(Stored items from a collection)
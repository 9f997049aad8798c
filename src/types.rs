//! Typed projections of NameSilo replies.
//!
//! Every struct here is built once from a decoded reply tree and owned by
//! the caller; nothing is cached or shared. Field values are kept exactly
//! as the vendor sends them (dates, Yes/No flags and the like stay
//! strings).

use serde::{Deserialize, Serialize};
use serde_json::Value;

use crate::error::NameSiloError;

/// Domain details returned by `getDomainInfo`.
#[derive(Debug, Clone, Serialize, Deserialize)]
pub struct DomainInfo {
    pub auto_renew: String,
    pub created: String,
    pub expires: String,
    pub locked: String,
    pub private: String,
    pub status: String,
    pub traffic_type: String,
    pub name_servers: Vec<String>,
    pub contacts: ContactRoles,
}

impl DomainInfo {
    /// Project a successful `getDomainInfo` reply tree.
    pub fn from_reply(tree: &Value) -> Result<Self, NameSiloError> {
        let reply = &tree["namesilo"]["reply"];
        Ok(Self {
            auto_renew: text_field(reply, "auto_renew")?,
            created: text_field(reply, "created")?,
            expires: text_field(reply, "expires")?,
            locked: text_field(reply, "locked")?,
            private: text_field(reply, "private")?,
            status: text_field(reply, "status")?,
            traffic_type: text_field(reply, "traffic_type")?,
            name_servers: nameserver_list(&reply["nameservers"])?,
            contacts: ContactRoles::from_reply(&reply["contact_ids"])?,
        })
    }
}

/// The four contact-id references attached to a domain. These are ids into
/// the account's contact list, not owned contact records.
#[derive(Debug, Clone, Serialize, Deserialize)]
pub struct ContactRoles {
    pub administrative: String,
    pub billing: String,
    pub registrant: String,
    pub technical: String,
}

impl ContactRoles {
    pub fn from_reply(contact_ids: &Value) -> Result<Self, NameSiloError> {
        Ok(Self {
            administrative: text_field(contact_ids, "administrative")?,
            billing: text_field(contact_ids, "billing")?,
            registrant: text_field(contact_ids, "registrant")?,
            technical: text_field(contact_ids, "technical")?,
        })
    }
}

/// A NameSilo account contact.
///
/// Free-text fields are interpolated straight into query strings, so every
/// space is pre-encoded as `%20` at construction. Nothing else is escaped
/// (matching the vendor-observed wire format), and the transform runs
/// exactly once: re-encoding an already-encoded value is not a no-op.
#[derive(Debug, Clone, Serialize, Deserialize)]
pub struct Contact {
    pub contact_id: Option<String>,
    pub first_name: String,
    pub last_name: String,
    pub address: String,
    pub city: String,
    pub state: String,
    pub country: String,
    pub email: String,
    pub phone: String,
    pub zip: String,
}

impl Contact {
    #[allow(clippy::too_many_arguments)]
    pub fn new(
        contact_id: Option<&str>,
        first_name: &str,
        last_name: &str,
        address: &str,
        city: &str,
        state: &str,
        country: &str,
        email: &str,
        phone: &str,
        zip: &str,
    ) -> Self {
        Self {
            contact_id: contact_id.map(encode),
            first_name: encode(first_name),
            last_name: encode(last_name),
            address: encode(address),
            city: encode(city),
            state: encode(state),
            country: encode(country),
            email: encode(email),
            phone: encode(phone),
            zip: encode(zip),
        }
    }

    /// Normalize the `contact` reply field into a list of contacts.
    ///
    /// The vendor sends one contact as a single mapping and several as a
    /// sequence; the decode cannot tell those apart, so both shapes are
    /// accepted and the singular case yields a one-element list.
    pub fn from_reply(value: &Value) -> Result<Vec<Self>, NameSiloError> {
        match value {
            Value::Array(items) => items.iter().map(Self::from_entry).collect(),
            Value::Object(_) => Ok(vec![Self::from_entry(value)?]),
            _ => Err(NameSiloError::MissingField("contact".to_string())),
        }
    }

    fn from_entry(entry: &Value) -> Result<Self, NameSiloError> {
        Ok(Self {
            contact_id: entry["contact_id"].as_str().map(encode),
            first_name: encode(&text_field(entry, "first_name")?),
            last_name: encode(&text_field(entry, "last_name")?),
            address: encode(&text_field(entry, "address")?),
            city: encode(&text_field(entry, "city")?),
            state: encode(&text_field(entry, "state")?),
            country: encode(&text_field(entry, "country")?),
            email: encode(&text_field(entry, "email")?),
            phone: encode(&text_field(entry, "phone")?),
            zip: encode(&text_field(entry, "zip")?),
        })
    }
}

impl std::fmt::Display for Contact {
    fn fmt(&self, f: &mut std::fmt::Formatter<'_>) -> std::fmt::Result {
        write!(
            f,
            "{} {} - {}",
            self.first_name,
            self.last_name,
            self.contact_id.as_deref().unwrap_or("-")
        )
    }
}

/// Spaces become `%20`; everything else passes through untouched.
fn encode(value: &str) -> String {
    value.replace(' ', "%20")
}

fn text_field(entry: &Value, key: &str) -> Result<String, NameSiloError> {
    entry[key]
        .as_str()
        .map(str::to_string)
        .ok_or_else(|| NameSiloError::MissingField(key.to_string()))
}

/// Normalize `nameservers.nameserver` (single mapping or sequence) into an
/// ordered list of host names, taken from each entry's `#text` leaf.
fn nameserver_list(nameservers: &Value) -> Result<Vec<String>, NameSiloError> {
    let entries = match &nameservers["nameserver"] {
        Value::Array(items) => items.iter().collect::<Vec<_>>(),
        Value::Null => {
            return Err(NameSiloError::MissingField(
                "nameservers.nameserver".to_string(),
            ))
        }
        single => vec![single],
    };
    entries
        .into_iter()
        .map(|entry| match entry {
            Value::Object(map) => map
                .get("#text")
                .and_then(Value::as_str)
                .map(str::to_string)
                .ok_or_else(|| NameSiloError::MissingField("nameserver.#text".to_string())),
            Value::String(host) => Ok(host.clone()),
            _ => Err(NameSiloError::MissingField("nameserver.#text".to_string())),
        })
        .collect()
}

#[cfg(test)]
mod tests {
    use super::*;
    use crate::xml;
    use serde_json::json;

    const DOMAIN_INFO_REPLY: &[u8] = br#"<namesilo><reply>
        <code>300</code><detail>success</detail>
        <created>2018-05-21</created><expires>2019-05-21</expires>
        <status>Active</status><locked>Yes</locked><private>No</private>
        <auto_renew>No</auto_renew><traffic_type>Forwarded</traffic_type>
        <nameservers>
            <nameserver position="1">ns1.namesilo.com</nameserver>
            <nameserver position="2">ns2.namesilo.com</nameserver>
        </nameservers>
        <contact_ids>
            <registrant>450</registrant><administrative>450</administrative>
            <technical>451</technical><billing>450</billing>
        </contact_ids>
    </reply></namesilo>"#;

    #[test]
    fn contact_construction_encodes_spaces() {
        let contact = Contact::new(
            Some("10050"),
            "First",
            "Last",
            "Fake Address 18",
            "Some city",
            "Some state",
            "US",
            "some.email@some-provider.com",
            "00381695959559",
            "21000",
        );
        assert_eq!(contact.address, "Fake%20Address%2018");
        assert_eq!(contact.city, "Some%20city");
        assert_eq!(contact.first_name, "First");
        assert_eq!(contact.contact_id.as_deref(), Some("10050"));
    }

    #[test]
    fn contact_display_shows_name_and_id() {
        let contact = Contact::new(
            Some("10050"),
            "First",
            "Last",
            "a",
            "b",
            "c",
            "US",
            "e@f.com",
            "1",
            "2",
        );
        assert_eq!(contact.to_string(), "First Last - 10050");
    }

    #[test]
    fn single_contact_reply_yields_one_record() {
        let reply = json!({
            "contact_id": "500",
            "first_name": "First",
            "last_name": "Last",
            "address": "Fake Address 18",
            "city": "Zrenjanin",
            "state": "Vojvodina",
            "country": "RS",
            "email": "some.email@some.domain.com",
            "phone": "003816050005000",
            "zip": "23000"
        });
        let contacts = Contact::from_reply(&reply).expect("from_reply");
        assert_eq!(contacts.len(), 1);
        assert_eq!(contacts[0].address, "Fake%20Address%2018");
        assert_eq!(contacts[0].contact_id.as_deref(), Some("500"));
    }

    #[test]
    fn contact_sequence_preserves_order() {
        let entry = |id: &str, first: &str| {
            json!({
                "contact_id": id,
                "first_name": first,
                "last_name": "Last",
                "address": "Street 1",
                "city": "City",
                "state": "State",
                "country": "US",
                "email": "a@b.com",
                "phone": "123",
                "zip": "10000"
            })
        };
        let reply = json!([entry("1", "Alpha"), entry("2", "Beta"), entry("3", "Gamma")]);
        let contacts = Contact::from_reply(&reply).expect("from_reply");
        assert_eq!(contacts.len(), 3);
        assert_eq!(contacts[0].first_name, "Alpha");
        assert_eq!(contacts[1].first_name, "Beta");
        assert_eq!(contacts[2].first_name, "Gamma");
    }

    #[test]
    fn contact_reply_with_missing_field_errors() {
        let reply = json!({"contact_id": "500", "first_name": "First"});
        assert!(matches!(
            Contact::from_reply(&reply),
            Err(NameSiloError::MissingField(_))
        ));
    }

    #[test]
    fn domain_info_projects_all_fields() {
        let tree = xml::decode(DOMAIN_INFO_REPLY).expect("decode");
        let info = DomainInfo::from_reply(&tree).expect("from_reply");
        assert_eq!(info.created, "2018-05-21");
        assert_eq!(info.expires, "2019-05-21");
        assert_eq!(info.status, "Active");
        assert_eq!(info.locked, "Yes");
        assert_eq!(info.private, "No");
        assert_eq!(info.auto_renew, "No");
        assert_eq!(info.traffic_type, "Forwarded");
        assert_eq!(
            info.name_servers,
            vec!["ns1.namesilo.com", "ns2.namesilo.com"]
        );
        assert_eq!(info.contacts.registrant, "450");
        assert_eq!(info.contacts.technical, "451");
    }

    #[test]
    fn domain_info_single_nameserver_normalizes_to_list() {
        let raw = br#"<namesilo><reply>
            <code>300</code><detail/>
            <created>2020-01-01</created><expires>2021-01-01</expires>
            <status>Active</status><locked>No</locked><private>No</private>
            <auto_renew>Yes</auto_renew><traffic_type>Custom</traffic_type>
            <nameservers><nameserver position="1">ns1.namesilo.com</nameserver></nameservers>
            <contact_ids>
                <registrant>1</registrant><administrative>1</administrative>
                <technical>1</technical><billing>1</billing>
            </contact_ids>
        </reply></namesilo>"#;
        let tree = xml::decode(raw).expect("decode");
        let info = DomainInfo::from_reply(&tree).expect("from_reply");
        assert_eq!(info.name_servers, vec!["ns1.namesilo.com"]);
    }

    #[test]
    fn domain_info_missing_field_errors() {
        let raw = b"<namesilo><reply><code>300</code><created>2020-01-01</created></reply></namesilo>";
        let tree = xml::decode(raw).expect("decode");
        assert!(matches!(
            DomainInfo::from_reply(&tree),
            Err(NameSiloError::MissingField(_))
        ));
    }
}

What this task involves |
Now copy each line of the entries that mentions "Gamma".

Solution below |
        let reply = json!([entry("1", "Alpha"), entry("2", "Beta"), entry("3", "Gamma")]);
        assert_eq!(contacts[2].first_name, "Gamma");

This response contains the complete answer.